> **Activity**:
Please count the lines with the word "ChannelConfig" in the material below, then state the number by itself.

[Records to process — start]

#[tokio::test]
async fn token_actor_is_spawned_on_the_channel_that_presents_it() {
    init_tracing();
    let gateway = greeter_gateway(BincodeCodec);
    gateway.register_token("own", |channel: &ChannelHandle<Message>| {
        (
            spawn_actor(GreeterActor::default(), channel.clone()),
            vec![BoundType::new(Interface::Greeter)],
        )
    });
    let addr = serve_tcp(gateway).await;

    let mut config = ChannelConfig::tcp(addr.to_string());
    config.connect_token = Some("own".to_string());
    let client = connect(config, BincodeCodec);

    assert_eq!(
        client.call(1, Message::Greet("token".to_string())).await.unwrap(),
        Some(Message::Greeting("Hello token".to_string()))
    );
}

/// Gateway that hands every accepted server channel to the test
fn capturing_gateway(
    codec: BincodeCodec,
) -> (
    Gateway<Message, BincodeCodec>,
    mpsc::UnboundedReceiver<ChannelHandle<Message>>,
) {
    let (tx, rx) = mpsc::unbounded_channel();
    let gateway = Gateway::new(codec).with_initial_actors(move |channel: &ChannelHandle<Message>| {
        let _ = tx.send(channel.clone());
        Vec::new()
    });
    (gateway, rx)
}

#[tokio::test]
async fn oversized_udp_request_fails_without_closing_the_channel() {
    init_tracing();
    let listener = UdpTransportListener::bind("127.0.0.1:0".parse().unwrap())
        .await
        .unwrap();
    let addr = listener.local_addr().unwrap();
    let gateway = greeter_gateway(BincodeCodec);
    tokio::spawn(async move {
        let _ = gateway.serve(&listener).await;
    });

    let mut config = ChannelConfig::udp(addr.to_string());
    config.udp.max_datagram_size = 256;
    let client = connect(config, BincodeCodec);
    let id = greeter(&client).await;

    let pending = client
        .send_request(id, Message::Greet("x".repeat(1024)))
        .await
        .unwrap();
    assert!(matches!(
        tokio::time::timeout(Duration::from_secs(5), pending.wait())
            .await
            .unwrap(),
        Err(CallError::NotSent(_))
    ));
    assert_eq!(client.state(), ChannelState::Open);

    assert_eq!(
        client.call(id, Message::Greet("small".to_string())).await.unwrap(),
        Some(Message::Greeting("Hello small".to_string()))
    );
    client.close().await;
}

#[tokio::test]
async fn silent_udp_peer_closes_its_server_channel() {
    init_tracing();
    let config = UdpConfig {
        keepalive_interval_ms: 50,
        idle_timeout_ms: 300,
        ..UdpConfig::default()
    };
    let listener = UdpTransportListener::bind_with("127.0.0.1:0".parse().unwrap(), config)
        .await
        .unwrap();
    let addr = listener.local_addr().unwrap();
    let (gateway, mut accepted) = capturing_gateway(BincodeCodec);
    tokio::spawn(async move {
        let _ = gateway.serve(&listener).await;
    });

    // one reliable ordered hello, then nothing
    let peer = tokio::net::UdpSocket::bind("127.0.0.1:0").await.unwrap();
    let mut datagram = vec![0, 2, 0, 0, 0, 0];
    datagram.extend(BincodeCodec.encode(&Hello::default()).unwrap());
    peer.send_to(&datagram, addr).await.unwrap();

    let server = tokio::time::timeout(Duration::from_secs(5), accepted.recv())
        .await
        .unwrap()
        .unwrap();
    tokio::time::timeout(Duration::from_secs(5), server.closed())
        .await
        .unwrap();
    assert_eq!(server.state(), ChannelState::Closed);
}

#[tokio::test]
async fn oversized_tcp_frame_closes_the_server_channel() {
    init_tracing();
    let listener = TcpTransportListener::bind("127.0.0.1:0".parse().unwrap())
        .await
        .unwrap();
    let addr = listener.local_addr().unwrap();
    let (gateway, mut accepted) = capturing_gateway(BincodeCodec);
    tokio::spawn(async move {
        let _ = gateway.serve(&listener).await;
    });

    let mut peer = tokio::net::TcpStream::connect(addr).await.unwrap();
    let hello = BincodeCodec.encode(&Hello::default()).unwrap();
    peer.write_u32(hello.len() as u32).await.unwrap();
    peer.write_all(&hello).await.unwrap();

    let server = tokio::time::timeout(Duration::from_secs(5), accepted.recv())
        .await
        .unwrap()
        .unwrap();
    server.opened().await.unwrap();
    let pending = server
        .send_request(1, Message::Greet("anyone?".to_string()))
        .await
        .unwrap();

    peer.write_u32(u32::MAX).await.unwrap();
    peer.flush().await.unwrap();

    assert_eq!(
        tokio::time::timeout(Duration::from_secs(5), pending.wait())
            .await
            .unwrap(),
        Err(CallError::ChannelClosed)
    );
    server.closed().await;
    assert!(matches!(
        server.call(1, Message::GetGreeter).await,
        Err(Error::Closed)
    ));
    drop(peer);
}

[Records to process — finish]
[Records to process — start]

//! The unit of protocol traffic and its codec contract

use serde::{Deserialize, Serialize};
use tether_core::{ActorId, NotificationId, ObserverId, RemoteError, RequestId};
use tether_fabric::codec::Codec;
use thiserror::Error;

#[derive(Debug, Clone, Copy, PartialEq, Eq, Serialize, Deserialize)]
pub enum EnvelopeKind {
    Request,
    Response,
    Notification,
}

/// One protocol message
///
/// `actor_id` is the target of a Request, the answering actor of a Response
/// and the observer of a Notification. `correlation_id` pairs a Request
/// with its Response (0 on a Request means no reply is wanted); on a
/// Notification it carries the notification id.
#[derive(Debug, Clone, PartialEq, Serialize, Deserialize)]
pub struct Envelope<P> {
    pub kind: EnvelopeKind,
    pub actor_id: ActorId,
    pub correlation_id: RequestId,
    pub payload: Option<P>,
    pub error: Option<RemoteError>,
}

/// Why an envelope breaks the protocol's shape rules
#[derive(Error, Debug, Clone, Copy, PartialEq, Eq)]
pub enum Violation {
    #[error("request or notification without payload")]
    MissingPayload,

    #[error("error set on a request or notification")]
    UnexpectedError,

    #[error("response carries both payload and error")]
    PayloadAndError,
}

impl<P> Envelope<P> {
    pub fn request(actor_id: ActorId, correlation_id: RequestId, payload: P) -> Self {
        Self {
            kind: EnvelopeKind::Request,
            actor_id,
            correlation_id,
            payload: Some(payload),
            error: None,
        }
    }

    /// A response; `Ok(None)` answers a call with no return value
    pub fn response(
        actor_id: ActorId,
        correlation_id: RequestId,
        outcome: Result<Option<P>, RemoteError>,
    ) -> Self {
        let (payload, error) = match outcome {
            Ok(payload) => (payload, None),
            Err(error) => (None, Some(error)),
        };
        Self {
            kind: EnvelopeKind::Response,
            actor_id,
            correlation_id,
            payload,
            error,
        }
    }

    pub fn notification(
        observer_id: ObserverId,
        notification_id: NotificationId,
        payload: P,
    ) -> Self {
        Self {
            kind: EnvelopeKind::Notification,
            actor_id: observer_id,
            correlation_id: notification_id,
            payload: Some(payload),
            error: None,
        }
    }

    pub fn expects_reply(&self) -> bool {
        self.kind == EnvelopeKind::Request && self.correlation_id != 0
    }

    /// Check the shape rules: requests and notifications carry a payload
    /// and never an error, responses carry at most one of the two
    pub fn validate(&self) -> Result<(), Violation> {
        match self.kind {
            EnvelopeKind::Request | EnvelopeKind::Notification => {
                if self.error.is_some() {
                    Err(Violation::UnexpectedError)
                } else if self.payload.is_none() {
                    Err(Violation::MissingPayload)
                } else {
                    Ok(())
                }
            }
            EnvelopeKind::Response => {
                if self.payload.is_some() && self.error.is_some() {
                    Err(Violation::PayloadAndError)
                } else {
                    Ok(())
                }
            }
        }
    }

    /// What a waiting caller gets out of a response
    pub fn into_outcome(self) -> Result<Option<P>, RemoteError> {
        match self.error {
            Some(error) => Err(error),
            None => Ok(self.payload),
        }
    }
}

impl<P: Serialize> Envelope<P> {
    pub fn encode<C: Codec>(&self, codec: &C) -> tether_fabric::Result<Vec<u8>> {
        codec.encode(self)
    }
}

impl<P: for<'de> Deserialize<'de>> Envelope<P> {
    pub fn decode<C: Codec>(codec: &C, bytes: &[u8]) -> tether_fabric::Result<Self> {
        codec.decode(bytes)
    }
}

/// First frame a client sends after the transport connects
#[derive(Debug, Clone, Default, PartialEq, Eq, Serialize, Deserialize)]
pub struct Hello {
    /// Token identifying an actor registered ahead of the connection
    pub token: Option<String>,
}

[Records to process — finish]

> **Answer to this exercise**:
2